Top of Data shown

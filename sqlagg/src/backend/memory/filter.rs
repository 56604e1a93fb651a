//! Query DSL evaluation over stored documents

use std::cmp::Ordering;

use super::document::{compare_for_range, glob_regex, values_equal, StoredDoc};
use crate::backend::BackendError;
use crate::request::{BoolQuery, EsQuery, RangeParams};

/// True when `doc` satisfies `query`
pub fn matches(query: &EsQuery, doc: &StoredDoc) -> Result<bool, BackendError> {
    let matched = match query {
        EsQuery::MatchAll(_) => true,
        EsQuery::Term(map) => map
            .iter()
            .all(|(field, expected)| doc.values(field).iter().any(|v| values_equal(v, expected))),
        EsQuery::Terms(map) => map.iter().all(|(field, expected)| {
            doc.values(field)
                .iter()
                .any(|v| expected.iter().any(|e| values_equal(v, e)))
        }),
        EsQuery::Range(map) => map
            .iter()
            .all(|(field, params)| doc.values(field).iter().any(|v| in_range(v, params))),
        EsQuery::Wildcard(map) => {
            let mut all = true;
            for (field, pattern) in map {
                let regex = glob_regex(pattern).ok_or_else(|| {
                    BackendError::Unsupported(format!("wildcard pattern '{}'", pattern))
                })?;
                let hit = doc
                    .values(field)
                    .iter()
                    .any(|v| v.as_str().is_some_and(|s| regex.is_match(s)));
                all &= hit;
            }
            all
        }
        EsQuery::Exists(exists) => doc.has_field(&exists.field),
        EsQuery::Bool(bool_query) => matches_bool(bool_query, doc)?,
    };
    Ok(matched)
}

fn matches_bool(query: &BoolQuery, doc: &StoredDoc) -> Result<bool, BackendError> {
    for clause in query.must.iter().chain(&query.filter) {
        if !matches(clause, doc)? {
            return Ok(false);
        }
    }
    for clause in &query.must_not {
        if matches(clause, doc)? {
            return Ok(false);
        }
    }
    if query.should.is_empty() {
        return Ok(true);
    }

    // Without must/filter clauses at least one should clause is required
    let required = match query.minimum_should_match {
        Some(n) => n as usize,
        None if query.must.is_empty() && query.filter.is_empty() => 1,
        None => 0,
    };
    let mut hits = 0;
    for clause in &query.should {
        if matches(clause, doc)? {
            hits += 1;
        }
    }
    Ok(hits >= required)
}

fn in_range(value: &serde_json::Value, params: &RangeParams) -> bool {
    let check = |bound: &Option<serde_json::Value>, ok: fn(Ordering) -> bool| match bound {
        Some(b) => compare_for_range(value, b).is_some_and(ok),
        None => true,
    };
    check(&params.gte, |o| o != Ordering::Less)
        && check(&params.gt, |o| o == Ordering::Greater)
        && check(&params.lte, |o| o != Ordering::Greater)
        && check(&params.lt, |o| o == Ordering::Less)
}

#[cfg(test)]
mod tests {
    use super::*;
    use crate::compiler::filter::compile_filter;
    use crate::query::parser::parse;
    use serde_json::{json, Value};

    fn doc(source: Value) -> StoredDoc {
        StoredDoc {
            index: "bank".to_string(),
            doc_type: None,
            id: "1".to_string(),
            source,
        }
    }

    fn eval(condition: &str, source: Value) -> bool {
        let query = parse(&format!("select * from bank where {}", condition)).unwrap();
        let compiled = compile_filter(&query.filter.unwrap()).unwrap();
        matches(&compiled, &doc(source)).unwrap()
    }

    #[test]
    fn test_term_and_ranges() {
        let d = json!({"gender": "M", "age": 32, "balance": 1500.5});
        assert!(eval("gender = 'M'", d.clone()));
        assert!(!eval("gender = 'F'", d.clone()));
        assert!(eval("age >= 32", d.clone()));
        assert!(!eval("age > 32", d.clone()));
        assert!(eval("balance between 1000 and 2000", d.clone()));
        assert!(eval("age != 30", d));
    }

    #[test]
    fn test_boolean_combinations() {
        let d = json!({"state": "TX", "age": 25});
        assert!(eval("age > 20 and (state = 'TX' or state = 'CA')", d.clone()));
        assert!(!eval("age > 30 or state = 'CA'", d.clone()));
        assert!(eval("not state = 'CA'", d));
    }

    #[test]
    fn test_like_in_and_null() {
        let d = json!({"firstname": "Amber", "state": "TX", "email": null});
        assert!(eval("firstname like 'Am_er%'", d.clone()));
        assert!(!eval("firstname not like 'Am%'", d.clone()));
        assert!(eval("state in ('TX', 'CA')", d.clone()));
        assert!(eval("email is null", d.clone()));
        assert!(eval("state is not null", d));
    }

    #[test]
    fn test_bool_should_alongside_must() {
        let query = EsQuery::Bool(BoolQuery {
            must: vec![EsQuery::term("gender", json!("M"))],
            should: vec![EsQuery::term("state", json!("CA"))],
            ..Default::default()
        });
        assert!(matches(&query, &doc(json!({"gender": "M", "state": "TX"}))).unwrap());
    }
}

Bottom of Data shown

→ **Brief**
The reply should consist solely of the lines above from the one that has "return Ok(true);" through the one that has "use super::*;", reproduced exactly.

→ **Reply to the exercise**
        return Ok(true);
    }

    // Without must/filter clauses at least one should clause is required
    let required = match query.minimum_should_match {
        Some(n) => n as usize,
        None if query.must.is_empty() && query.filter.is_empty() => 1,
        None => 0,
    };
    let mut hits = 0;
    for clause in &query.should {
        if matches(clause, doc)? {
            hits += 1;
        }
    }
    Ok(hits >= required)
}

fn in_range(value: &serde_json::Value, params: &RangeParams) -> bool {
    let check = |bound: &Option<serde_json::Value>, ok: fn(Ordering) -> bool| match bound {
        Some(b) => compare_for_range(value, b).is_some_and(ok),
        None => true,
    };
    check(&params.gte, |o| o != Ordering::Less)
        && check(&params.gt, |o| o == Ordering::Greater)
        && check(&params.lte, |o| o != Ordering::Greater)
        && check(&params.lt, |o| o == Ordering::Less)
}

#[cfg(test)]
mod tests {
    use super::*;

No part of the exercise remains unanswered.